The industry as a whole shares the common problem of a lack of transport connectivity and local infrastructure that can cater to new arrivals. In the absence of prerequisite infrastructure guarantees, investors hesitate to put their money in new tourism destinations.

The World Economic Forum Travel and Tourism Competitiveness Report released in 2008 ranked the Philippines 86th in the world behind its regional rivals Malaysia, Thailand and Indonesia, due to low marks for infrastructure and business environment. This is in spite of its ninth ranking in terms of price competitiveness and high potential in human resources for the hospitality sector.

While there is no lack of recognition that the country urgently needs to upgrade its infrastructure, opinion seems to diverge on which tourist areas should be prioritized. Big-ticket spending has so far been limited to expanding the capacity of Ninoy Aquino International Airport in Manila, expected to become the main gateway for the country as a whole. However, this will not necessarily improve access to regional islands, the primary destination for foreign travelers. A majority of regional airports that are key to tourism expansion are still unable to accept larger international aircrafts, thus constraining growth and further investment.

Palawan beckons

A case in point is Palawan, which in 2007 was rated the best island destination in Southeast Asia by National Geographic Traveler magazine. It has long been considered the hottest new alternative to Boracay, offering pristine tropical nature, unique World War II shipwreck dives and white sandy beaches.
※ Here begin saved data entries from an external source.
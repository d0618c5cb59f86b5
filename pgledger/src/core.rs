use std::path::PathBuf;
use std::time::Duration;

use chrono::{DateTime, Utc};
use serde::{Deserialize, Serialize};

use crate::error::Error;

/// Namespace (PostgreSQL schema) holding the ledger when none is configured.
pub const DEFAULT_NAMESPACE: &str = "public";

/// Name of the ledger table when none is configured.
pub const DEFAULT_LEDGER_TABLE: &str = "migrations";

/// A migration loaded from the migrations directory.
///
/// The file name is the migration's identity: it is what the ledger records.
/// Renaming a file that has already been applied makes it pending again.
#[derive(Debug, Clone, PartialEq, Eq)]
pub struct MigrationFile {
    pub name: String,
    pub path: PathBuf,
    /// Raw statement batch, executed as-is.
    pub content: String,
}

/// A row of the ledger.
#[derive(Debug, Clone, PartialEq, Eq)]
pub struct MigrationRecord {
    pub id: i32,
    pub name: String,
    pub applied_at: DateTime<Utc>,
}

/// What a run does when a migration fails with a non-fatal error.
#[derive(Debug, Clone, Copy, Default, PartialEq, Eq, Serialize, Deserialize)]
#[serde(rename_all = "snake_case")]
pub enum FailurePolicy {
    /// Roll back the failed migration and continue with the next file.
    #[default]
    Isolate,
    /// Roll back the failed migration and stop the run.
    AbortOnFirstFailure,
}

/// Final state of one migration file within a run.
#[derive(Debug)]
pub enum MigrationOutcome {
    Applied { duration: Duration },
    Skipped,
    Failed { error: Error },
}

/// Result for a single migration file.
#[derive(Debug)]
pub struct MigrationResult {
    pub name: String,
    pub outcome: MigrationOutcome,
}

/// A report of actions performed during a run.
#[derive(Debug, Default)]
pub struct RunReport {
    pub ledger_existed: bool,
    /// One entry per file considered, in execution order.
    pub results: Vec<MigrationResult>,
}

impl RunReport {
    /// Names of the migrations applied by this run.
    pub fn applied(&self) -> Vec<&str> {
        self.names_where(|o| matches!(o, MigrationOutcome::Applied { .. }))
    }

    /// Names of the migrations skipped because the ledger already recorded them.
    pub fn skipped(&self) -> Vec<&str> {
        self.names_where(|o| matches!(o, MigrationOutcome::Skipped))
    }

    /// Migrations that failed, with the error that caused each failure.
    pub fn failed(&self) -> Vec<(&str, &Error)> {
        self.results
            .iter()
            .filter_map(|r| match &r.outcome {
                MigrationOutcome::Failed { error } => Some((r.name.as_str(), error)),
                _ => None,
            })
            .collect()
    }

    /// Whether every migration considered was applied or skipped.
    pub fn is_success(&self) -> bool {
        self.failed().is_empty()
    }

    fn names_where(&self, predicate: impl Fn(&MigrationOutcome) -> bool) -> Vec<&str> {
        self.results
            .iter()
            .filter(|r| predicate(&r.outcome))
            .map(|r| r.name.as_str())
            .collect()
    }
}

pub(crate) type NameHook = Box<dyn Fn(&str) + Send + Sync>;
pub(crate) type CompleteHook = Box<dyn Fn(&str, Duration) + Send + Sync>;
pub(crate) type ErrorHook = Box<dyn Fn(&str, &Error) + Send + Sync>;

/// Observability callbacks fired by the executor.
#[derive(Default)]
pub(crate) struct Hooks {
    pub on_migration_start: Option<NameHook>,
    pub on_migration_complete: Option<CompleteHook>,
    pub on_migration_skipped: Option<NameHook>,
    pub on_migration_error: Option<ErrorHook>,
}

// Manual Debug impl since closures don't implement Debug
impl std::fmt::Debug for Hooks {
    fn fmt(&self, f: &mut std::fmt::Formatter<'_>) -> std::fmt::Result {
        f.debug_struct("Hooks")
            .field("on_migration_start", &self.on_migration_start.is_some())
            .field(
                "on_migration_complete",
                &self.on_migration_complete.is_some(),
            )
            .field("on_migration_skipped", &self.on_migration_skipped.is_some())
            .field("on_migration_error", &self.on_migration_error.is_some())
            .finish()
    }
}

impl Hooks {
    pub fn start(&self, name: &str) {
        if let Some(ref callback) = self.on_migration_start {
            callback(name);
        }
    }

    pub fn complete(&self, name: &str, duration: Duration) {
        if let Some(ref callback) = self.on_migration_complete {
            callback(name, duration);
        }
    }

    pub fn skipped(&self, name: &str) {
        if let Some(ref callback) = self.on_migration_skipped {
            callback(name);
        }
    }

    pub fn error(&self, name: &str, error: &Error) {
        if let Some(ref callback) = self.on_migration_error {
            callback(name, error);
        }
    }
}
Palawan’s attractiveness as a new tourism investment destination was confirmed by Singapore-based Banyan Tree Holdings, which announced earlier in 2008 that it will invest approximately $70 million in two new resorts in Palawan. A number of local investors who have succeeded in Boracay are also targeting Palawan as the next big destination in the Philippines.

However, Palawan’s most attractive location, Coron—which has some of the best scuba diving in the world and is the site of one of Banyan Tree’s new resorts—is still served only by a handful of small low-cost airlines that fly between Manila and Coron’s Busuanga airport.

Thanks to active investment interest and help from regional authorities, the airport has recently seen its basic infrastructure upgraded in order to accommodate larger aircrafts. Yet international connectivity will remain limited as long as the airport is unable to handle a larger volume of traffic. Seats on smaller aircrafts often sell out, and flight schedules are not necessarily convenient for international visitors coming through Manila.

Even the popular Boracay, which enjoys several daily flights and more convenient flight schedules, is limited to smaller aircraft, constraining its flow of visitors.

As one local tour operator told OBG, “The development of the Philippine tourism industry is currently driven not by demand, but by capacity. If you remove the transport and infrastructure bottlenecks, investors will come and visitors will come.”

In particular, the country needs to further the growth in regional tourism from countries such as China, Japan and South Korea, which accounted for around 50 percent of visitors in 2007.

The onus is therefore on central and regional authorities to upgrade the Philippines’ infrastructure so as to diversify its tourism sector. This is necessary if the country is to break into the fast lane of the growing regional tourism market.